Vionora stood at the top of the stairs, her hands at her sides. The gray glow of her eyes shone in the murky light of the dilapidated farmhouse, which had barely been sufficient to read by. The gloom of Silverpine permeated it all.

“I didn’t think you were a coward,” she said.


“You made sure you were long gone before I awakened.”

Malhavik let out a hearty chuckle as he closed the book. Then he reached up to remove his mask. Across the room, with only the slanted table between them, he admired her appearance. The new dress looked well on her.

“I needed more time,” he said. “I wasn’t sure how long I could keep you under.”

“Time for what?” Vionora passed a hand over her midriff distractedly.

“To think,” he said cheerfully.

Her expression reflected a distinct lack of amusement. “Think about what.”
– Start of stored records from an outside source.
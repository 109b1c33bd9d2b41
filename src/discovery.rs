//! Public-address discovery over the raw-datagram side channel.
//!
//! A minimal RFC 8489 binding exchange: the socket sends a binding
//! request to a discovery server and reads its own public address out of
//! the MAPPED-ADDRESS attribute of the response. Discovery traffic
//! carries no LANES magic, so the exchange rides the
//! [`on_unmatched`](crate::LanesSocket::on_unmatched) hook; the handler
//! is uninstalled again on every exit path.

use std::net::{IpAddr, Ipv4Addr, Ipv6Addr, SocketAddr};
use std::sync::Arc;

use parking_lot::Mutex;
use rand::RngCore;
use rand::rngs::OsRng;
use tokio::sync::oneshot;

use crate::core::{DiscoveryError, LanesResult};
use crate::transport::socket::LanesSocket;

/// Binding request method (RFC 8489 methods registry).
const BINDING_REQUEST: u16 = 0x0001;

/// MAPPED-ADDRESS attribute (RFC 8489 attributes registry).
const ATTR_MAPPED_ADDRESS: u16 = 0x0001;

/// IPv4 address family inside an address attribute.
const FAMILY_IPV4: u8 = 0x01;

/// Message header: method, length, 16 bytes of transaction id.
const HEADER_SIZE: usize = 2 + 2 + 16;

/// Attribute header: type, length.
const ATTR_HEADER_SIZE: usize = 4;

/// Ask `server` for this socket's public address.
///
/// The request is retransmitted on the standard retry schedule; no
/// response within the budget is an
/// [`AckTimeout`](crate::LanesError::AckTimeout). Responses are matched
/// by server address and transaction id; everything else on the side
/// channel is ignored.
pub async fn public_address(socket: &LanesSocket, server: SocketAddr) -> LanesResult<SocketAddr> {
    let mut transaction = [0u8; 16];
    OsRng.fill_bytes(&mut transaction);

    let (tx, rx) = oneshot::channel::<Vec<u8>>();
    let slot = Arc::new(Mutex::new(Some(tx)));
    {
        let slot = slot.clone();
        socket.on_unmatched(move |data, from| {
            if from != server || data.len() < HEADER_SIZE || data[4..HEADER_SIZE] != transaction {
                return;
            }
            if let Some(tx) = slot.lock().take() {
                let _ = tx.send(data.to_vec());
            }
        });
    }

    let mut request = [0u8; HEADER_SIZE];
    request[0..2].copy_from_slice(&BINDING_REQUEST.to_be_bytes());
    request[4..HEADER_SIZE].copy_from_slice(&transaction);

    let result = socket.send_raw_with_retry(&request, server, rx).await;
    socket.clear_on_unmatched();

    let response = result?;
    Ok(parse_mapped_address(&response)?)
}

/// Walk the response's attributes for a MAPPED-ADDRESS.
fn parse_mapped_address(response: &[u8]) -> Result<SocketAddr, DiscoveryError> {
    if response.len() < HEADER_SIZE {
        return Err(DiscoveryError::MalformedResponse);
    }

    let message_len = u16::from_be_bytes([response[2], response[3]]) as usize;
    let attributes = response
        .get(HEADER_SIZE..HEADER_SIZE + message_len)
        .ok_or(DiscoveryError::MalformedResponse)?;

    let mut pos = 0;
    while pos + ATTR_HEADER_SIZE <= attributes.len() {
        let attr_type = u16::from_be_bytes([attributes[pos], attributes[pos + 1]]);
        let attr_len = u16::from_be_bytes([attributes[pos + 2], attributes[pos + 3]]) as usize;
        let value = attributes
            .get(pos + ATTR_HEADER_SIZE..pos + ATTR_HEADER_SIZE + attr_len)
            .ok_or(DiscoveryError::MalformedResponse)?;

        if attr_type == ATTR_MAPPED_ADDRESS {
            return parse_address_value(value);
        }

        pos += ATTR_HEADER_SIZE + attr_len;
    }

    Err(DiscoveryError::NoMappedAddress)
}

/// Address attribute value: reserved byte, family, port, address bytes.
fn parse_address_value(value: &[u8]) -> Result<SocketAddr, DiscoveryError> {
    if value.len() < 4 {
        return Err(DiscoveryError::MalformedResponse);
    }

    let family = value[1];
    let port = u16::from_be_bytes([value[2], value[3]]);
    let ip = if family == FAMILY_IPV4 {
        let octets: [u8; 4] = value
            .get(4..8)
            .and_then(|b| b.try_into().ok())
            .ok_or(DiscoveryError::MalformedResponse)?;
        IpAddr::V4(Ipv4Addr::from(octets))
    } else {
        let octets: [u8; 16] = value
            .get(4..20)
            .and_then(|b| b.try_into().ok())
            .ok_or(DiscoveryError::MalformedResponse)?;
        IpAddr::V6(Ipv6Addr::from(octets))
    };

    Ok(SocketAddr::new(ip, port))
}

#[cfg(test)]
mod tests {
    use super::*;
    use crate::transport::wire::SocketId;
    use tokio::net::UdpSocket;

    fn response(transaction: &[u8; 16], attributes: &[u8]) -> Vec<u8> {
        let mut data = Vec::new();
        data.extend_from_slice(&0x0101u16.to_be_bytes());
        data.extend_from_slice(&(attributes.len() as u16).to_be_bytes());
        data.extend_from_slice(transaction);
        data.extend_from_slice(attributes);
        data
    }

    fn mapped_v4(ip: [u8; 4], port: u16) -> Vec<u8> {
        let mut attr = Vec::new();
        attr.extend_from_slice(&ATTR_MAPPED_ADDRESS.to_be_bytes());
        attr.extend_from_slice(&8u16.to_be_bytes());
        attr.push(0);
        attr.push(FAMILY_IPV4);
        attr.extend_from_slice(&port.to_be_bytes());
        attr.extend_from_slice(&ip);
        attr
    }

    #[test]
    fn test_parse_mapped_address_v4() {
        let txn = [7u8; 16];
        let data = response(&txn, &mapped_v4([203, 0, 113, 9], 54321));
        assert_eq!(
            parse_mapped_address(&data).unwrap(),
            "203.0.113.9:54321".parse::<SocketAddr>().unwrap()
        );
    }

    #[test]
    fn test_parse_skips_foreign_attributes() {
        let txn = [7u8; 16];
        // An unknown attribute precedes the mapped address.
        let mut attrs = Vec::new();
        attrs.extend_from_slice(&0x8022u16.to_be_bytes());
        attrs.extend_from_slice(&4u16.to_be_bytes());
        attrs.extend_from_slice(b"test");
        attrs.extend_from_slice(&mapped_v4([198, 51, 100, 1], 7));

        let data = response(&txn, &attrs);
        assert_eq!(
            parse_mapped_address(&data).unwrap(),
            "198.51.100.1:7".parse::<SocketAddr>().unwrap()
        );
    }

    #[test]
    fn test_parse_without_mapped_address() {
        let data = response(&[0u8; 16], &[]);
        assert_eq!(
            parse_mapped_address(&data),
            Err(DiscoveryError::NoMappedAddress)
        );
    }

    #[test]
    fn test_parse_truncated_response() {
        assert_eq!(
            parse_mapped_address(&[0u8; 4]),
            Err(DiscoveryError::MalformedResponse)
        );

        // Length field claims more attribute bytes than exist.
        let mut data = response(&[0u8; 16], &[]);
        data[3] = 32;
        assert_eq!(
            parse_mapped_address(&data),
            Err(DiscoveryError::MalformedResponse)
        );
    }

    #[tokio::test]
    async fn test_discovery_round_trip() {
        let socket = LanesSocket::new(0x4C414E53, SocketId::generate());
        socket.start("127.0.0.1:0".parse().unwrap()).await.unwrap();

        // A discovery server that echoes a fixed mapped address back.
        let server = UdpSocket::bind("127.0.0.1:0").await.unwrap();
        let server_addr = server.local_addr().unwrap();
        tokio::spawn(async move {
            let mut buf = [0u8; 64];
            let (len, from) = server.recv_from(&mut buf).await.unwrap();
            assert_eq!(len, HEADER_SIZE);
            assert_eq!(u16::from_be_bytes([buf[0], buf[1]]), BINDING_REQUEST);

            let mut txn = [0u8; 16];
            txn.copy_from_slice(&buf[4..HEADER_SIZE]);
            let reply = response(&txn, &mapped_v4([192, 0, 2, 44], 40000));
            server.send_to(&reply, from).await.unwrap();
        });

        let public = public_address(&socket, server_addr).await.unwrap();
        assert_eq!(public, "192.0.2.44:40000".parse::<SocketAddr>().unwrap());

        // The side-channel handler must not leak past the exchange.
        assert!(!socket.shared().has_unmatched_handler());
    }

    #[tokio::test(start_paused = true)]
    async fn test_discovery_ignores_wrong_transaction() {
        let socket = LanesSocket::new(0x4C414E53, SocketId::generate());
        socket.start("127.0.0.1:0".parse().unwrap()).await.unwrap();

        let server = UdpSocket::bind("127.0.0.1:0").await.unwrap();
        let server_addr = server.local_addr().unwrap();
        tokio::spawn(async move {
            let mut buf = [0u8; 64];
            loop {
                let (_, from) = server.recv_from(&mut buf).await.unwrap();
                // Reply with a transaction id that never matches.
                let reply = response(&[0xEE; 16], &mapped_v4([192, 0, 2, 1], 1));
                server.send_to(&reply, from).await.unwrap();
            }
        });

        let result = public_address(&socket, server_addr).await;
        assert!(matches!(result, Err(crate::LanesError::AckTimeout)));
        assert!(!socket.shared().has_unmatched_handler());
    }
}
“About what to do with you, of course.”

“You seem to have already decided that.” She moved her hand again, like grasping at cobwebs that clung to her body. Malhavik watched her odd movements and realized what it was.

“Noticed my work have you?” he inquired. He didn’t wait for an answer. “There are still many different ways this night can end,” he said.

She dropped her hand. Her face was blank, now. “What ways are there besides the two obvious ones?”

Malhavik tapped his skeletal fingers on the dusty table in front of him. “Well I suppose that all depends on you.”

Vionora looked at him for a long moment, then walked forward to stand on the other side of the table from him. He didn’t move, just watched her draw near.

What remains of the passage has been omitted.